PROBLEM STATEMENT :: State only how many lines below include the string "NaiveDate".

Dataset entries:
%%

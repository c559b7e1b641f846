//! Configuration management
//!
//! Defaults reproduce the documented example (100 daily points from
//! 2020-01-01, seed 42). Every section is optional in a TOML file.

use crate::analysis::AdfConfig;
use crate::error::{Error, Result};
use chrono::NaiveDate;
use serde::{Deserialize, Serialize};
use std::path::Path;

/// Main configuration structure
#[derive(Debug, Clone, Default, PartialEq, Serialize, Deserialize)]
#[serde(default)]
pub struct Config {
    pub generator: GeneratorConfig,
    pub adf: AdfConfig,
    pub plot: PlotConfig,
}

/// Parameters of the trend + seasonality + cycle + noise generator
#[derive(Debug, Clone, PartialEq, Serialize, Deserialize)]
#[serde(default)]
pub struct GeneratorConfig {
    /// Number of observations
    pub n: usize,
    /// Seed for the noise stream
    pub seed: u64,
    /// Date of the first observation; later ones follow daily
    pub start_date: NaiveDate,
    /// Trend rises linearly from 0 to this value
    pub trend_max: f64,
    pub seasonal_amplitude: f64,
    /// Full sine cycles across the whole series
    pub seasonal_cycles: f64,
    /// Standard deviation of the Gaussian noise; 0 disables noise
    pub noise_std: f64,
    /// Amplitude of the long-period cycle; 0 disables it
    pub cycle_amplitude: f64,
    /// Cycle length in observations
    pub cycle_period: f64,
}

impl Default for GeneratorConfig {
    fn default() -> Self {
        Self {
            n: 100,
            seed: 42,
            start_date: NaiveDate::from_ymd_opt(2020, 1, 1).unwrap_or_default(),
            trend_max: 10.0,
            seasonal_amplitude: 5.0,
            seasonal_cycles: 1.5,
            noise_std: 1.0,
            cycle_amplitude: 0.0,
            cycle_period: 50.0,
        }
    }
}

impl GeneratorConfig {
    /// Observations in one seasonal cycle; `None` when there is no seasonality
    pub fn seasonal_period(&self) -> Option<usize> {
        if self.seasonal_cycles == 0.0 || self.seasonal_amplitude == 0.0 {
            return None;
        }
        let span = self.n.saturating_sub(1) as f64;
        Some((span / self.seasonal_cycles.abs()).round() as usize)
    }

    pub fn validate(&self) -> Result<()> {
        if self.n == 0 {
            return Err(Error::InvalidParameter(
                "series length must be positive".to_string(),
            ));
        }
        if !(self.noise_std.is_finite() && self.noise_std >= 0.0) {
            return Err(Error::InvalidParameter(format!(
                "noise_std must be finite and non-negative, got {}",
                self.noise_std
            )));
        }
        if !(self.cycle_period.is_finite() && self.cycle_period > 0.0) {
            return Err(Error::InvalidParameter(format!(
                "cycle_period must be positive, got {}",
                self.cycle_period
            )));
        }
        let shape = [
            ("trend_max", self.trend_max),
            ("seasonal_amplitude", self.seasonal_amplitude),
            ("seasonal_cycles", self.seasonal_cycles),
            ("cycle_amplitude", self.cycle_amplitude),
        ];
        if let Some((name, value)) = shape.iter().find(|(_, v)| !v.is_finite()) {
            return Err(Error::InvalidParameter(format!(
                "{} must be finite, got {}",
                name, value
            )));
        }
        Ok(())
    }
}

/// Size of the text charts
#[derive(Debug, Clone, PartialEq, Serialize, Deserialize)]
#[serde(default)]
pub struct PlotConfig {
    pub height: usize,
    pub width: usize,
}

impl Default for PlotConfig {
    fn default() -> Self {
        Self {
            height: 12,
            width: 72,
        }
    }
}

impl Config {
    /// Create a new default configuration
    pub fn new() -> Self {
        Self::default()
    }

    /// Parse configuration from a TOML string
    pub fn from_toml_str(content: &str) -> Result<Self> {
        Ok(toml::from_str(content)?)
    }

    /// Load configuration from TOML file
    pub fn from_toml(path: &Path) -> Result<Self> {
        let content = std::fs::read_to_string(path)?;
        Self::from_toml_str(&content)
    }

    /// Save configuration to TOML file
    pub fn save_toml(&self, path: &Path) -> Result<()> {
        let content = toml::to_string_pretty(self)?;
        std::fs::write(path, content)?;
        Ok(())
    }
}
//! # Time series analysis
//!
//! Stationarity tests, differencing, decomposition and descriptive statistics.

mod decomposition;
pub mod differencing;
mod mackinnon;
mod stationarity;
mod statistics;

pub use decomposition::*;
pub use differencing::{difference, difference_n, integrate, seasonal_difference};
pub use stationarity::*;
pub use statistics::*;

%%

REPLY :: 3